_Task description_
Each record should be output exactly, with every character kept.

_Data records_
use std::sync::Arc;

use async_trait::async_trait;
use chrono::Utc;
use redis::Client as RedisClient;
use tracing::warn;
use uuid::Uuid;

use crate::errors::AppError;

/// Where signed-out tokens are remembered.
#[async_trait]
pub trait RevocationStore: Send + Sync {
    async fn insert(&self, key: &str, ttl_secs: u64) -> anyhow::Result<()>;
    async fn contains(&self, key: &str) -> anyhow::Result<bool>;
}

pub struct RedisRevocationStore {
    client: RedisClient,
}

#[async_trait]
impl RevocationStore for RedisRevocationStore {
    async fn insert(&self, key: &str, ttl_secs: u64) -> anyhow::Result<()> {
        let mut conn = self.client.get_multiplexed_async_connection().await?;
        redis::cmd("SET")
            .arg(key)
            .arg(1)
            .arg("EX")
            .arg(ttl_secs)
            .query_async::<_, ()>(&mut conn)
            .await?;
        Ok(())
    }

    async fn contains(&self, key: &str) -> anyhow::Result<bool> {
        let mut conn = self.client.get_multiplexed_async_connection().await?;
        let exists = redis::cmd("EXISTS")
            .arg(key)
            .query_async::<_, bool>(&mut conn)
            .await?;
        Ok(exists)
    }
}

/// Signed-out tokens, remembered until they expire.
#[derive(Clone)]
pub struct SessionRevocations {
    store: Arc<dyn RevocationStore>,
}

impl SessionRevocations {
    pub fn new(client: RedisClient) -> Self {
        Self::with_store(Arc::new(RedisRevocationStore { client }))
    }

    pub fn with_store(store: Arc<dyn RevocationStore>) -> Self {
        Self { store }
    }

    pub async fn revoke(&self, key: &str, expires_at: usize) -> Result<(), AppError> {
        let ttl = remaining_ttl(expires_at, Utc::now().timestamp());
        if ttl == 0 {
            return Ok(());
        }
        self.store
            .insert(key, ttl)
            .await
            .map_err(|e| AppError::Internal(e.context("failed to revoke session")))
    }

    /// Fails open: an unreachable session store does not lock everyone out.
    pub async fn is_revoked(&self, key: &str) -> bool {
        self.store.contains(key).await.unwrap_or_else(|e| {
            warn!("could not check revocation of {key}: {e:#}");
            false
        })
    }
}

/// The key a token is revoked under. Tokens without a session id are
/// revoked by digest, so signing out always ends that token.
pub fn revocation_key(session_id: Option<Uuid>, token: &str) -> String {
    match session_id {
        Some(id) => format!("hrms:revoked:{id}"),
        None => format!("hrms:revoked:token:{}", blake3::hash(token.as_bytes()).to_hex()),
    }
}

fn remaining_ttl(expires_at: usize, now: i64) -> u64 {
    (expires_at as i64 - now).max(0) as u64
}

#[cfg(test)]
pub mod testing {
    use std::collections::HashSet;
    use std::sync::Mutex;

    use super::*;

    /// Revocations kept in memory; TTLs are ignored.
    #[derive(Default)]
    pub struct MemoryRevocations {
        keys: Mutex<HashSet<String>>,
    }

    #[async_trait]
    impl RevocationStore for MemoryRevocations {
        async fn insert(&self, key: &str, _ttl_secs: u64) -> anyhow::Result<()> {
            self.keys.lock().unwrap().insert(key.to_string());
            Ok(())
        }

        async fn contains(&self, key: &str) -> anyhow::Result<bool> {
            Ok(self.keys.lock().unwrap().contains(key))
        }
    }
}

#[cfg(test)]
mod tests {
    use super::testing::MemoryRevocations;
    use super::*;

    #[test]
    fn test_remaining_ttl() {
        assert_eq!(remaining_ttl(1_000, 400), 600);
        assert_eq!(remaining_ttl(1_000, 1_000), 0);
        assert_eq!(remaining_ttl(1_000, 5_000), 0);
    }

    #[test]
    fn test_revocation_key_by_session() {
        assert_eq!(
            revocation_key(Some(Uuid::nil()), "ignored"),
            "hrms:revoked:00000000-0000-0000-0000-000000000000"
        );
    }

    #[test]
    fn test_revocation_key_by_token_digest() {
        let key = revocation_key(None, "header.payload.signature");
        assert!(key.starts_with("hrms:revoked:token:"));
        assert_eq!(key.len(), "hrms:revoked:token:".len() + 64);
        assert!(!key.contains("payload"));
        assert_ne!(key, revocation_key(None, "header.payload.other"));
    }

    #[tokio::test]
    async fn test_revoked_token_without_session_is_remembered() {
        let revocations = SessionRevocations::with_store(Arc::new(MemoryRevocations::default()));
        let key = revocation_key(None, "header.payload.signature");
        let expires_at = (Utc::now().timestamp() + 600) as usize;

        assert!(!revocations.is_revoked(&key).await);
        revocations.revoke(&key, expires_at).await.unwrap();
        assert!(revocations.is_revoked(&key).await);
    }

    #[tokio::test]
    async fn test_unreachable_store_fails_open() {
        let client = redis::Client::open("redis://127.0.0.1:1/").unwrap();
        let revocations = SessionRevocations::new(client);
        assert!(!revocations.is_revoked("hrms:revoked:token:abc").await);
    }
}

_Exercise result_
use std::sync::Arc;

use async_trait::async_trait;
use chrono::Utc;
use redis::Client as RedisClient;
use tracing::warn;
use uuid::Uuid;

use crate::errors::AppError;

/// Where signed-out tokens are remembered.
#[async_trait]
pub trait RevocationStore: Send + Sync {
    async fn insert(&self, key: &str, ttl_secs: u64) -> anyhow::Result<()>;
    async fn contains(&self, key: &str) -> anyhow::Result<bool>;
}

pub struct RedisRevocationStore {
    client: RedisClient,
}

#[async_trait]
impl RevocationStore for RedisRevocationStore {
    async fn insert(&self, key: &str, ttl_secs: u64) -> anyhow::Result<()> {
        let mut conn = self.client.get_multiplexed_async_connection().await?;
        redis::cmd("SET")
            .arg(key)
            .arg(1)
            .arg("EX")
            .arg(ttl_secs)
            .query_async::<_, ()>(&mut conn)
            .await?;
        Ok(())
    }

    async fn contains(&self, key: &str) -> anyhow::Result<bool> {
        let mut conn = self.client.get_multiplexed_async_connection().await?;
        let exists = redis::cmd("EXISTS")
            .arg(key)
            .query_async::<_, bool>(&mut conn)
            .await?;
        Ok(exists)
    }
}

/// Signed-out tokens, remembered until they expire.
#[derive(Clone)]
pub struct SessionRevocations {
    store: Arc<dyn RevocationStore>,
}

impl SessionRevocations {
    pub fn new(client: RedisClient) -> Self {
        Self::with_store(Arc::new(RedisRevocationStore { client }))
    }

    pub fn with_store(store: Arc<dyn RevocationStore>) -> Self {
        Self { store }
    }

    pub async fn revoke(&self, key: &str, expires_at: usize) -> Result<(), AppError> {
        let ttl = remaining_ttl(expires_at, Utc::now().timestamp());
        if ttl == 0 {
            return Ok(());
        }
        self.store
            .insert(key, ttl)
            .await
            .map_err(|e| AppError::Internal(e.context("failed to revoke session")))
    }

    /// Fails open: an unreachable session store does not lock everyone out.
    pub async fn is_revoked(&self, key: &str) -> bool {
        self.store.contains(key).await.unwrap_or_else(|e| {
            warn!("could not check revocation of {key}: {e:#}");
            false
        })
    }
}

/// The key a token is revoked under. Tokens without a session id are
/// revoked by digest, so signing out always ends that token.
pub fn revocation_key(session_id: Option<Uuid>, token: &str) -> String {
    match session_id {
        Some(id) => format!("hrms:revoked:{id}"),
        None => format!("hrms:revoked:token:{}", blake3::hash(token.as_bytes()).to_hex()),
    }
}

fn remaining_ttl(expires_at: usize, now: i64) -> u64 {
    (expires_at as i64 - now).max(0) as u64
}

#[cfg(test)]
pub mod testing {
    use std::collections::HashSet;
    use std::sync::Mutex;

    use super::*;

    /// Revocations kept in memory; TTLs are ignored.
    #[derive(Default)]
    pub struct MemoryRevocations {
        keys: Mutex<HashSet<String>>,
    }

    #[async_trait]
    impl RevocationStore for MemoryRevocations {
        async fn insert(&self, key: &str, _ttl_secs: u64) -> anyhow::Result<()> {
            self.keys.lock().unwrap().insert(key.to_string());
            Ok(())
        }

        async fn contains(&self, key: &str) -> anyhow::Result<bool> {
            Ok(self.keys.lock().unwrap().contains(key))
        }
    }
}

#[cfg(test)]
mod tests {
    use super::testing::MemoryRevocations;
    use super::*;

    #[test]
    fn test_remaining_ttl() {
        assert_eq!(remaining_ttl(1_000, 400), 600);
        assert_eq!(remaining_ttl(1_000, 1_000), 0);
        assert_eq!(remaining_ttl(1_000, 5_000), 0);
    }

    #[test]
    fn test_revocation_key_by_session() {
        assert_eq!(
            revocation_key(Some(Uuid::nil()), "ignored"),
            "hrms:revoked:00000000-0000-0000-0000-000000000000"
        );
    }

    #[test]
    fn test_revocation_key_by_token_digest() {
        let key = revocation_key(None, "header.payload.signature");
        assert!(key.starts_with("hrms:revoked:token:"));
        assert_eq!(key.len(), "hrms:revoked:token:".len() + 64);
        assert!(!key.contains("payload"));
        assert_ne!(key, revocation_key(None, "header.payload.other"));
    }

    #[tokio::test]
    async fn test_revoked_token_without_session_is_remembered() {
        let revocations = SessionRevocations::with_store(Arc::new(MemoryRevocations::default()));
        let key = revocation_key(None, "header.payload.signature");
        let expires_at = (Utc::now().timestamp() + 600) as usize;

        assert!(!revocations.is_revoked(&key).await);
        revocations.revoke(&key, expires_at).await.unwrap();
        assert!(revocations.is_revoked(&key).await);
    }

    #[tokio::test]
    async fn test_unreachable_store_fails_open() {
        let client = redis::Client::open("redis://127.0.0.1:1/").unwrap();
        let revocations = SessionRevocations::new(client);
        assert!(!revocations.is_revoked("hrms:revoked:token:abc").await);
    }
}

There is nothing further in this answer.